3. A spoonful of sugar
Horses appear to prefer tasting sweet and salty flavours. This is why you can use molasses or applesauce to mask oral medications. At least for a little while.

4. We don’t discriminate…
Contrary to some old farmers’ tales, horses do not possess “nutritional wisdom” and do not choose healthy foods over other food options if those options are equally palatable. However, they are selective grazers, based on taste and texture, when there is enough forage available to choose from.

5. …except sometimes
They usually will avoid toxic plants if there are better choices available, but will eat them if pasture or hay is limited, so check for problem plants if there are any in your area, particularly if your horses’ forage is restricted for dietary or management reasons.

6. Baby that’s good!
They will also choose to graze down younger, more tender plants over tougher, more mature plants, but it’s unclear if taste or texture is the main reason. Rotational grazing plans, mowing, and pasture dragging to keep horses grazing in a more uniform and efficient pattern is recommended.

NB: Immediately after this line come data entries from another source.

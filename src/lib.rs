//! Line-by-line G-code debugging and macro synchronization for networked
//! CNC controllers.

pub mod annotations;
pub mod channel;
pub mod config;
pub mod engine;
pub mod error;
pub mod events;
pub mod logs;
pub mod macros;
pub mod session;
pub mod time;
pub mod util;

#[cfg(test)]
pub(crate) mod testing;

pub use error::{CommError, DebuggerError, ExecError, Result, SyncError};
pub use session::Session;
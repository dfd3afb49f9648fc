use std::sync::atomic::{AtomicBool, Ordering};
use std::sync::Arc;
use tokio::sync::{mpsc, Mutex};
use tokio::task::JoinHandle;

use crate::annotations::AnnotationLedger;
use crate::channel::{Channel, ClockEstimator, ConnectionState, Controller};
use crate::config::DebuggerConfig;
use crate::engine::Engine;
use crate::error::{Result, SyncError};
use crate::events::{EventSink, SessionEvent};
use crate::macros::{LocalStore, MacroSync, SyncOptions};

pub use crate::events::{dispatch, Observer};

/// One debugging session against one controller. Collaborators share the
/// channel through `Arc` handles; nothing here is global.
pub struct Session {
    config: DebuggerConfig,
    channel: Arc<Channel>,
    engine: Arc<Engine<Channel>>,
    sync: Arc<MacroSync<Channel>>,
    clock: Arc<ClockEstimator>,
    events: EventSink,
    watcher: Arc<Mutex<Option<JoinHandle<()>>>>,
    watching: Arc<AtomicBool>,
}

impl Session {
    /// Build the session and hand back the event stream for `dispatch`.
    pub fn new(config: DebuggerConfig) -> Result<(Self, mpsc::UnboundedReceiver<SessionEvent>)> {
        let (events, rx) = EventSink::channel();
        let clock = Arc::new(ClockEstimator::new());
        let ledger = Arc::new(AnnotationLedger::new());

        let channel = Arc::new(Channel::new(
            config.connection.clone(),
            clock.clone(),
            ledger.clone(),
            events.clone(),
        )?);
        let engine = Arc::new(Engine::new(
            channel.clone(),
            config.debugger.clone(),
            ledger,
            events.clone(),
        )?);
        let store = LocalStore::new(config.macros.directory_path(), &config.macros.extensions);
        let sync = Arc::new(MacroSync::new(
            channel.clone(),
            store,
            config.macros.backup_limit,
            events.clone(),
        ));

        let session = Self {
            config,
            channel,
            engine,
            sync,
            clock,
            events,
            watcher: Arc::new(Mutex::new(None)),
            watching: Arc::new(AtomicBool::new(false)),
        };
        Ok((session, rx))
    }

    pub fn config(&self) -> &DebuggerConfig {
        &self.config
    }

    pub fn channel(&self) -> Arc<Channel> {
        self.channel.clone()
    }

    pub fn engine(&self) -> Arc<Engine<Channel>> {
        self.engine.clone()
    }

    pub fn macros(&self) -> Arc<MacroSync<Channel>> {
        self.sync.clone()
    }

    pub fn clock(&self) -> Arc<ClockEstimator> {
        self.clock.clone()
    }

    pub fn connection_state(&self) -> ConnectionState {
        self.channel.connection_state()
    }

    /// Connect, arming the sync-on-connect watcher first so the initial
    /// connection is seen too.
    pub async fn connect(&self) -> Result<()> {
        if self.config.macros.sync_on_connect {
            self.start_watcher().await;
        }
        self.channel.connect().await?;
        Ok(())
    }

    async fn start_watcher(&self) {
        let mut guard = self.watcher.lock().await;
        if let Some(handle) = guard.take() {
            handle.abort();
        }

        let mut connection = self.channel.subscribe_connection();
        let sync = self.sync.clone();
        let events = self.events.clone();
        let watching = self.watching.clone();
        watching.store(true, Ordering::SeqCst);

        *guard = Some(tokio::spawn(async move {
            while connection.changed().await.is_ok() {
                if !watching.load(Ordering::SeqCst) {
                    break;
                }
                if *connection.borrow_and_update() != ConnectionState::Connected {
                    continue;
                }
                match sync.sync(SyncOptions::default()).await {
                    Ok(report) => tracing::debug!("sync on connect: {}", report.summary()),
                    Err(SyncError::InProgress) => {}
                    Err(e @ SyncError::ClockDriftWarning { .. }) => {
                        events.emit(SessionEvent::Warning {
                            message: format!("macro sync skipped: {e}"),
                        });
                    }
                    Err(e) => {
                        tracing::warn!("sync on connect failed: {e}");
                        events.emit(SessionEvent::Error {
                            message: format!("macro sync failed: {e}"),
                        });
                    }
                }
            }
        }));
    }

    /// Tear down the watcher and the connection loop.
    pub async fn shutdown(&self) {
        self.watching.store(false, Ordering::SeqCst);
        if let Some(handle) = self.watcher.lock().await.take() {
            handle.abort();
        }
        self.channel.stop().await;
    }

    fn kill_sync(&self) {
        self.watching.store(false, Ordering::SeqCst);
        if let Ok(mut guard) = self.watcher.try_lock() {
            if let Some(handle) = guard.take() {
                handle.abort();
            }
        }
        self.channel.kill_sync();
    }
}

impl Drop for Session {
    fn drop(&mut self) {
        self.kill_sync();
    }
}

#[cfg(test)]
mod tests {
    use super::*;
    use crate::engine::program::Program;
    use crate::engine::EngineState;

    fn offline_config(dir: &std::path::Path) -> DebuggerConfig {
        let mut config = DebuggerConfig::default();
        config.connection.host = "127.0.0.1".into();
        config.connection.port = 9;
        config.connection.request_timeout_ms = 200;
        config.connection.ack_timeout_ms = 200;
        config.macros.directory = dir.to_string_lossy().to_string();
        config
    }

    #[tokio::test]
    async fn test_offline_session_still_shows_messages() {
        let dir = tempfile::tempdir().unwrap();
        let (session, mut rx) = Session::new(offline_config(dir.path())).unwrap();
        assert!(session.connect().await.is_err());
        assert_eq!(session.connection_state(), ConnectionState::Disconnected);

        let engine = session.engine();
        engine.load(Program::parse("(MSG, Hello)\nG0 X1")).unwrap();
        engine.step_over().await.unwrap();
        assert!(engine.step_over().await.is_err());
        assert_eq!(engine.state(), EngineState::Paused);
        assert_eq!(engine.current_index(), 1);

        let mut saw_message = false;
        while let Ok(event) = rx.try_recv() {
            if let SessionEvent::Annotation { text, .. } = event {
                saw_message |= text == "Hello";
            }
        }
        assert!(saw_message);
        session.shutdown().await;
    }
}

7. On the tip of my tongue
The horse’s tongue is very mobile and helps the incisors and lips select and grasp feed and move it into the mouth. The tip of the tongue is very sensitive and allows the horse to choose what it wants in its mouth since it can’t see right in front of its nose.

8. Hold your tongue
The equine tongue has 12 different muscles, and is mucosa-covered and slippery on the bottom and sides to allow food particles to slide along without getting stuck where the tongue presses against the teeth.

9. Tongue twister
The top of the tongue is covered with tiny protuberances called papillae that provide traction for moving food down to the esophagus for swallowing. A food mass will stick to the top of the tongue so the horse can press it against the roof of its mouth and move it to the teeth for mastication. The more the food is masticated, the more it breaks down, releasing nutrition, and the more saliva is produced to assist in digestion.

10. Tongue in cheek
And, as some of us do, horses do use their tongues to clean their teeth, poking out leftover food and allowing saliva to wash over them. Seconds anyone?